Enflame s’envole de 206 % en bourse : le dernier dragon chinois des puces IA entre en scène
Enflame, fabricant chinois de puces IA soutenu par Tencent, a bondi de 206 % dès son premier jour de cotation à Shanghai, le 11 septembre 2026. Ce n’est pas seulement un succès boursier spectaculaire. C’est le signal que les investisseurs chinois parient massivement sur le remplacement de Nvidia par des acteurs domestiques – et que cette course est désormais bien engagée.
- Enflame a bondi de 206 % lors de son introduction en bourse sur le STAR Market de Shanghai.
- La demande retail a dépassé 6 000 fois l’offre initiale disponible.

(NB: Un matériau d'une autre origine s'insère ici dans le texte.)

//! 区域统计量.
//!
//! 每个统计量都是形如 `fn(val, var) -> f64` 的纯函数, `val` 为 ROI 内的样本,
//! `var` 为对应体素的方差. 不需要方差的统计量直接忽略 `var`.
//!
//! # 注意
//!
//! 统计量不会对退化输入 (空样本, 零方差等) 做特殊处理, 结果可能是 NaN 或 Inf.
//! 样本量不足时不调用统计函数, 由 [`extract`] 模块负责.

use itertools::izip;
use log::warn;
use ordered_float::OrderedFloat;

pub mod extract;

pub use extract::{region_stats, Cell, ExtractOptions, StatFields};

/// 统计函数. 参数依次为样本和等长的方差数组.
pub type StatFn = fn(&[f64], &[f64]) -> f64;

/// 有序的统计量注册表. 输出列的顺序与注册顺序一致.
#[derive(Clone)]
pub struct StatRegistry {
    entries: Vec<(&'static str, StatFn)>,
}

impl StatRegistry {
    /// 空注册表.
    #[inline]
    pub fn empty() -> Self {
        Self {
            entries: Vec::new(),
        }
    }

    /// 标准统计量: `Mean`, `Std`, `Median`, `IQR`, `Precision-weighted mean`, `I2`.
    pub fn standard() -> Self {
        Self::empty()
            .with("Mean", mean)
            .with("Std", std)
            .with("Median", median)
            .with("IQR", iqr)
            .with("Precision-weighted mean", precision_weighted_mean)
            .with("I2", i2)
    }

    /// 追加一个统计量. 同名统计量会替换原有的函数, 但保留原来的位置.
    pub fn with(mut self, name: &'static str, f: StatFn) -> Self {
        match self.entries.iter_mut().find(|(n, _)| *n == name) {
            Some(entry) => entry.1 = f,
            None => self.entries.push((name, f)),
        }
        self
    }

    /// 从自身选出 `names` 中的统计量, 顺序以 `names` 为准. 未知名称会被忽略.
    pub fn select<S: AsRef<str>>(&self, names: &[S]) -> Self {
        let mut ans = Self::empty();
        for name in names {
            let name = name.as_ref();
            match self.entries.iter().find(|(n, _)| *n == name) {
                Some(&(n, f)) => ans = ans.with(n, f),
                None => warn!("Unknown statistic `{name}` ignored"),
            }
        }
        ans
    }

    /// 按注册顺序遍历 `(名称, 函数)`.
    #[inline]
    pub fn iter(&self) -> impl Iterator<Item = (&'static str, StatFn)> + '_ {
        self.entries.iter().copied()
    }

    /// 统计量名称.
    pub fn names(&self) -> Vec<&'static str> {
        self.entries.iter().map(|&(n, _)| n).collect()
    }

    /// 统计量个数.
    #[inline]
    pub fn len(&self) -> usize {
        self.entries.len()
    }

    /// 是否为空.
    #[inline]
    pub fn is_empty(&self) -> bool {
        self.entries.is_empty()
    }
}

impl Default for StatRegistry {
    #[inline]
    fn default() -> Self {
        Self::standard()
    }
}

impl std::fmt::Debug for StatRegistry {
    fn fmt(&self, f: &mut std::fmt::Formatter<'_>) -> std::fmt::Result {
        f.debug_list().entries(self.names()).finish()
    }
}

/// 算术平均.
pub fn mean(val: &[f64], _var: &[f64]) -> f64 {
    val.iter().sum::<f64>() / val.len() as f64
}

/// 总体标准差 (除以 `n`).
pub fn std(val: &[f64], var: &[f64]) -> f64 {
    let m = mean(val, var);
    let ss: f64 = val.iter().map(|v| (v - m).powi(2)).sum();
    (ss / val.len() as f64).sqrt()
}

/// 中位数. 样本含 NaN 时为 NaN.
pub fn median(val: &[f64], _var: &[f64]) -> f64 {
    percentile(val, 50.0)
}

/// 四分位距, 即第 75 与第 25 百分位数之差. 样本含 NaN 时为 NaN.
pub fn iqr(val: &[f64], _var: &[f64]) -> f64 {
    match sorted(val) {
        Some(s) => percentile_sorted(&s, 75.0) - percentile_sorted(&s, 25.0),
        None => f64::NAN,
    }
}

/// 精度 (方差倒数) 加权平均.
///
/// 精度不是有限值 (方差为 0 或非有限) 的体素权重为 0. 全部权重为 0 时结果为 NaN.
pub fn precision_weighted_mean(val: &[f64], var: &[f64]) -> f64 {
    let (num, den) = izip!(val, var).fold((0.0, 0.0), |(num, den), (&v, &s)| {
        let p = 1.0 / s;
        let p = if p.is_finite() { p } else { 0.0 };
        (num + v * p, den + p)
    });
    num / den
}

/// I² 异质性 (百分比).
///
/// 权重 `w = 1 / var`, `mu = Σ(w·val) / Σw`, `Q = Σ w·(val - mu)²`,
/// 结果为 `100 · (Q - (n - 1)) / Q + 0.5` 向零截断后的整数值.
///
/// # 注意
///
/// 结果不会被截断到 `>= 0`. `Q == 0` 时为 `-Inf` (`n >= 2`) 或 NaN (`n == 1`),
/// 零方差体素产生的无穷权重同样会传播为 NaN.
pub fn i2(val: &[f64], var: &[f64]) -> f64 {
    let n = val.len() as f64;
    let w: Vec<f64> = var.iter().map(|s| 1.0 / s).collect();
    let w_sum: f64 = w.iter().sum();
    let mu = izip!(&w, val).map(|(w, v)| w * v).sum::<f64>() / w_sum;
    let q: f64 = izip!(&w, val).map(|(w, v)| w * (v - mu).powi(2)).sum();
    let i2 = (q - (n - 1.0)) / q;
    (100.0 * i2 + 0.5).trunc()
}

/// 排序后的样本. 样本含 NaN 时返回 `None`.
fn sorted(val: &[f64]) -> Option<Vec<f64>> {
    if val.iter().any(|v| v.is_nan()) {
        return None;
    }
    let mut s = val.to_vec();
    s.sort_unstable_by_key(|&v| OrderedFloat(v));
    Some(s)
}

/// 线性插值的百分位数, `q` 取值 `[0, 100]`.
fn percentile(val: &[f64], q: f64) -> f64 {
    sorted(val).map_or(f64::NAN, |s| percentile_sorted(&s, q))
}

fn percentile_sorted(s: &[f64], q: f64) -> f64 {
    if s.is_empty() {
        return f64::NAN;
    }
    let pos = q / 100.0 * (s.len() - 1) as f64;
    let lo = pos.floor() as usize;
    let frac = pos - lo as f64;
    if frac == 0.0 || lo + 1 >= s.len() {
        return s[lo];
    }
    s[lo] + (s[lo + 1] - s[lo]) * frac
}

#[cfg(test)]
mod tests {
    use super::*;

    const EPS: f64 = 1e-12;

    fn ones(n: usize) -> Vec<f64> {
        vec![1.0; n]
    }

    #[test]
    fn test_standard_order() {
        let r = StatRegistry::standard();
        assert_eq!(
            r.names(),
            ["Mean", "Std", "Median", "IQR", "Precision-weighted mean", "I2"]
        );
    }

    #[test]
    fn test_select_subset() {
        let r = StatRegistry::standard().select(&["I2", "Mean", "Mode"]);
        assert_eq!(r.names(), ["I2", "Mean"]);
        assert_eq!(r.len(), 2);
    }

    #[test]
    fn test_with_replaces_in_place() {
        let r = StatRegistry::standard().with("Std", mean);
        assert_eq!(r.len(), 6);
        let (name, f) = r.iter().nth(1).unwrap();
        assert_eq!(name, "Std");
        assert_eq!(f(&[1.0, 3.0], &[1.0, 1.0]), 2.0);
    }

    #[test]
    fn test_basic_reductions() {
        let v = [2.0, 4.0, 4.0, 4.0, 5.0, 5.0, 7.0, 9.0];
        let s = ones(v.len());
        assert_eq!(mean(&v, &s), 5.0);
        assert_eq!(std(&v, &s), 2.0);
        assert_eq!(median(&v, &s), 4.5);
        // 25%: pos 1.75 -> 4.0; 75%: pos 5.25 -> 5.5
        assert!((iqr(&v, &s) - 1.5).abs() < EPS);
    }

    #[test]
    fn test_median_odd_and_unsorted() {
        let v = [9.0, 1.0, 5.0];
        assert_eq!(median(&v, &ones(3)), 5.0);
        assert_eq!(iqr(&v, &ones(3)), 4.0);
    }

    #[test]
    fn test_nan_propagates() {
        let v = [1.0, f64::NAN, 3.0];
        assert!(median(&v, &ones(3)).is_nan());
        assert!(iqr(&v, &ones(3)).is_nan());
        assert!(mean(&v, &ones(3)).is_nan());
    }

    #[test]
    fn test_empty_sample_is_nan() {
        assert!(mean(&[], &[]).is_nan());
        assert!(median(&[], &[]).is_nan());
        assert!(precision_weighted_mean(&[], &[]).is_nan());
    }

    #[test]
    fn test_pwm_equal_variance_is_mean() {
        let v = [1.0, 2.0, 6.0];
        assert!((precision_weighted_mean(&v, &[3.0; 3]) - 3.0).abs() < EPS);
    }

    #[test]
    fn test_pwm_zero_variance_excluded() {
        // 方差为 0 -> 精度 Inf -> 权重 0
        let v = [100.0, 1.0, 3.0];
        let var = [0.0, 1.0, 1.0];
        assert_eq!(precision_weighted_mean(&v, &var), 2.0);
        assert!(precision_weighted_mean(&[1.0], &[0.0]).is_nan());
    }

    #[test]
    fn test_pwm_bounded() {
        let v = [-3.0, 0.5, 2.0, 10.0, 7.5];
        let var = [0.1, 4.0, 2.5, 0.3, 9.0];
        let p = precision_weighted_mean(&v, &var);
        assert!((-3.0..=10.0).contains(&p));
        // 方差越小, 权重越大
        assert!(p < mean(&v, &var));
    }

    #[test]
    fn test_i2_heterogeneous() {
        // w = 1, mu = 0, Q = 200, I2 = (200 - 1) / 200 = 0.995 -> 99.5 + 0.5 -> 100
        assert_eq!(i2(&[-10.0, 10.0], &[1.0, 1.0]), 100.0);
        // w = 1, mu = 0, Q = 2, I2 = 0.5 -> 50.5 -> 50
        assert_eq!(i2(&[-1.0, 1.0], &[1.0, 1.0]), 50.0);
    }

    #[test]
    fn test_i2_not_clamped() {
        // Q = 0.5, I2 = (0.5 - 1) / 0.5 = -1 -> -99.5 -> -99
        assert_eq!(i2(&[-0.5, 0.5], &[1.0, 1.0]), -99.0);
    }

    #[test]
    fn test_i2_constant_sample() {
        assert_eq!(i2(&[3.0; 4], &[2.0; 4]), f64::NEG_INFINITY);
        assert!(i2(&[3.0], &[2.0]).is_nan());
    }
}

- Enflame est le dernier des « quatre petits dragons » chinois des puces IA à entrer en bourse.
- Nvidia détenait encore 60 % du marché chinois des accélérateurs IA en 2025.
Le dernier des quatre dragons entre en piste
Enflame était très attendu. Fondée en 2018, la société est connue en Chine comme l’un des « quatre petits dragons » de l’IA chipmaking. Les trois autres – MetaX, Moore Threads et Biren – l’avaient précédée en bourse. Tous avaient explosé à la hausse à leur cotation, et tous sont restés au-dessus de leur prix d’introduction depuis.
MetaX avait décroché la palme en décembre avec une hausse de près de 700 % dès le premier jour. Moore Threads avait gagné plus de 400 %. Biren, plus modeste, avait progressé de 76 % en janvier. Enflame clôt donc ce cycle avec +206 %, dans la moyenne du groupe.
Ce quadruplé boursier illustre une dynamique plus profonde. Les fabricants de puces chinois comme Moore Threads et MetaX consacrent des parts massives de leurs revenus à la R&D pour combler l’écart avec les leaders mondiaux – un effort qui rassure les marchés sur leur trajectoire technologique.
- +206 % : performance d’Enflame lors de son premier jour de cotation à Shanghai.
- 6 000 fois : ratio de sursouscription de l’offre retail avant réallocation.
- 990 millions de yuans (environ 147 millions de dollars) : chiffre d’affaires d’Enflame en 2025, contre 722 millions en 2024.
- 60 % : part de marché des fournisseurs étrangers (Nvidia en tête) sur les accélérateurs IA en Chine en 2025 (source : IDC).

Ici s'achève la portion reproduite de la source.